A motion is then a map $\psi : B_0 \rightarrow B$, where $\psi = \psi(\bar{X},t)$, $t > 0$ and $\bar{X}$ is some label (usually a position vector) for points in the reference body $B_0$. In particular, motions are treated as diffeomorphisms parametrized by $t$.
A particular subset of motions involve those that conserve volumes / areas. For instance, in a planar motion, this would mean that infinitesimal areas $dv^a \times dv^b$ are conserved by the motion, i.e. the area form is not changed by the motion. A general incompressible motion would, similarly, preserve the volume form in 3D (if I am not mistaken).
In 2D, the (area preserving) motions are symplectomorphisms, not just diffeomorphisms.
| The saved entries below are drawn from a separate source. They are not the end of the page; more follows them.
//! # 管理端模块
//!
//! 控制台 HTTP API：路由、处理器、响应封装与认证中间件

pub mod handlers;
pub mod middleware;
pub mod response;
pub mod routes;
pub mod server;
pub mod services;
One expects that this imposes very strong restrictions on the map $\psi(\bar{X},t)$. In the odd-dimension (3D), one expects similarly strong constraints from the conservation of the volume.
The governing PDE for continuous bodies is the Cauchy equation of motion
$$ \nabla \cdot \sigma + \rho \bar{b} = \rho \left ( \frac{\partial \bar{v}}{\partial t} + \bar{v} \cdot \nabla \bar{v} \right) $$
The velocity $v$ is defined as $\left. \dfrac{\partial \psi}{\partial t} \right|_X$ and $\bar{b}$ is a specified vector field. There is, in general, a highly non-trivial, local relation (a functional) that relates the stress tensor $\sigma$ and the motion.
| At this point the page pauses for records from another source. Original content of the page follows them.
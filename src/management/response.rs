//! # API 响应结构
//!
//! 定义了标准的 JSON API 响应格式，包括成功、失败和分页响应。

use axum::{
    Json,
    http::StatusCode,
    response::{IntoResponse, Response},
};
use serde::{Deserialize, Serialize};

use crate::error::ConsoleError;

/// # 分页信息
#[derive(Debug, Serialize, Deserialize)]
pub struct Pagination {
    pub page: u64,
    pub limit: u64,
    pub total: u64,
    pub pages: u64,
}

/// # 标准成功响应
#[derive(Debug, Serialize)]
pub struct SuccessResponse<T: Serialize> {
    pub success: bool,
    #[serde(skip_serializing_if = "Option::is_none")]
    pub data: Option<T>,
    #[serde(skip_serializing_if = "Option::is_none")]
    pub message: Option<String>,
}

/// # 分页成功响应
#[derive(Debug, Serialize)]
pub struct PaginatedResponse<T: Serialize> {
    pub success: bool,
    pub data: Vec<T>,
    pub pagination: Pagination,
    #[serde(skip_serializing_if = "Option::is_none")]
    pub message: Option<String>,
}

/// # 标准错误信息
#[derive(Debug, Serialize, Deserialize)]
pub struct ErrorInfo {
    pub code: String,
    pub message: String,
}

/// # 标准错误响应
#[derive(Debug, Serialize)]
pub struct ErrorResponse {
    pub success: bool,
    pub error: ErrorInfo,
}

/// # API响应枚举
///
/// 统一所有API出口，方便转换为 `axum::response::Response`
#[derive(Debug)]
pub enum ApiResponse<T: Serialize> {
    Success(T),
    SuccessWithMessage(T, String),
    SuccessWithoutData(String),
    Paginated(Vec<T>, Pagination),
    Error(StatusCode, String, String),
    AppError(ConsoleError),
}

/// 将应用错误映射为 HTTP 状态码与错误码
fn status_and_code(error: &ConsoleError) -> (StatusCode, &'static str) {
    match error {
        ConsoleError::Config { .. } => (StatusCode::BAD_REQUEST, "CONFIG_ERROR"),
        ConsoleError::Database { .. } => (StatusCode::INTERNAL_SERVER_ERROR, "DATABASE_ERROR"),
        ConsoleError::Network { .. } => (StatusCode::BAD_GATEWAY, "NETWORK_ERROR"),
        ConsoleError::Auth { .. } => (StatusCode::UNAUTHORIZED, "AUTH_ERROR"),
        ConsoleError::Permission { .. } => (StatusCode::FORBIDDEN, "PERMISSION_ERROR"),
        ConsoleError::Validation { .. } => (StatusCode::BAD_REQUEST, "VALIDATION_ERROR"),
        ConsoleError::NotFound { .. } => (StatusCode::NOT_FOUND, "RESOURCE_NOT_FOUND"),
        ConsoleError::Conflict { .. } => (StatusCode::CONFLICT, "RESOURCE_CONFLICT"),
        ConsoleError::Business { .. } => (StatusCode::BAD_REQUEST, "BUSINESS_ERROR"),
        ConsoleError::Internal { .. } => (StatusCode::INTERNAL_SERVER_ERROR, "INTERNAL_ERROR"),
        ConsoleError::Io { .. } => (StatusCode::INTERNAL_SERVER_ERROR, "IO_ERROR"),
        ConsoleError::Serialization { .. } => (StatusCode::BAD_REQUEST, "SERIALIZATION_ERROR"),
        ConsoleError::Context { source, .. } => status_and_code(source),
    }
}

impl<T: Serialize> IntoResponse for ApiResponse<T> {
    fn into_response(self) -> Response {
        match self {
            ApiResponse::Success(data) => (
                StatusCode::OK,
                Json(SuccessResponse {
                    success: true,
                    data: Some(data),
                    message: None,
                }),
            )
                .into_response(),
            ApiResponse::SuccessWithMessage(data, message) => (
                StatusCode::OK,
                Json(SuccessResponse {
                    success: true,
                    data: Some(data),
                    message: Some(message),
                }),
            )
                .into_response(),
            ApiResponse::SuccessWithoutData(message) => (
                StatusCode::OK,
                Json(SuccessResponse::<()> {
                    success: true,
                    data: None,
                    message: Some(message),
                }),
            )
                .into_response(),
            ApiResponse::Paginated(data, pagination) => (
                StatusCode::OK,
                Json(PaginatedResponse {
                    success: true,
                    data,
                    pagination,
                    message: None,
                }),
            )
                .into_response(),
            ApiResponse::Error(status, code, message) => {
                let error_response = ErrorResponse {
                    success: false,
                    error: ErrorInfo { code, message },
                };
                (status, Json(error_response)).into_response()
            }
            ApiResponse::AppError(error) => {
                let (status, code) = status_and_code(&error);

                let error_response = ErrorResponse {
                    success: false,
                    error: ErrorInfo {
                        code: code.to_string(),
                        message: error.to_string(),
                    },
                };
                (status, Json(error_response)).into_response()
            }
        }
    }
}

/// # 便捷函数：成功响应
pub fn success<T: Serialize>(data: T) -> Response {
    ApiResponse::Success(data).into_response()
}

/// # 便捷函数：带消息的成功响应
pub fn success_with_message<T: Serialize>(data: T, message: &str) -> Response {
    ApiResponse::SuccessWithMessage(data, message.to_string()).into_response()
}

/// # 便捷函数：无数据体的成功响应
pub fn success_without_data(message: &str) -> Response {
    ApiResponse::<()>::SuccessWithoutData(message.to_string()).into_response()
}

/// # 便捷函数：分页响应
pub fn paginated<T: Serialize>(data: Vec<T>, pagination: Pagination) -> Response {
    ApiResponse::Paginated(data, pagination).into_response()
}

/// # 便捷函数：HTTP错误响应
pub fn error(status: StatusCode, code: &str, message: &str) -> Response {
    ApiResponse::<()>::Error(status, code.to_string(), message.to_string()).into_response()
}

/// # 便捷函数：应用错误响应
pub fn app_error(error: ConsoleError) -> Response {
    ApiResponse::<()>::AppError(error).into_response()
}

#[cfg(test)]
mod tests {
    use super::*;

    #[test]
    fn test_not_found_maps_to_404() {
        let (status, code) = status_and_code(&ConsoleError::not_found("会员不存在"));
        assert_eq!(status, StatusCode::NOT_FOUND);
        assert_eq!(code, "RESOURCE_NOT_FOUND");
    }

    #[test]
    fn test_context_unwraps_to_inner_status() {
        let inner = ConsoleError::conflict("邮箱已存在");
        let wrapped = ConsoleError::Context {
            context: "创建会员失败".to_string(),
            source: Box::new(inner),
        };
        let (status, code) = status_and_code(&wrapped);
        assert_eq!(status, StatusCode::CONFLICT);
        assert_eq!(code, "RESOURCE_CONFLICT");
    }
}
My questions are as follows:
(1) Is the presence of an incompressibility condition associated with any non-trivial, scalar, conserved quantities in the governing equation?
(2) It is known that there are some obvious restrictions on the velocity field, for instance $\nabla \cdot \bar{v} = 0$. However, does such a condition also impose non-obvious restrictions on other geometric quantities (e.g. the associated metric tensor)
Alternatively, is there a reason that symplectomorphisms vs diffeomorphisms / conserved volume form just does not yield too much more useful information beyond the obvious?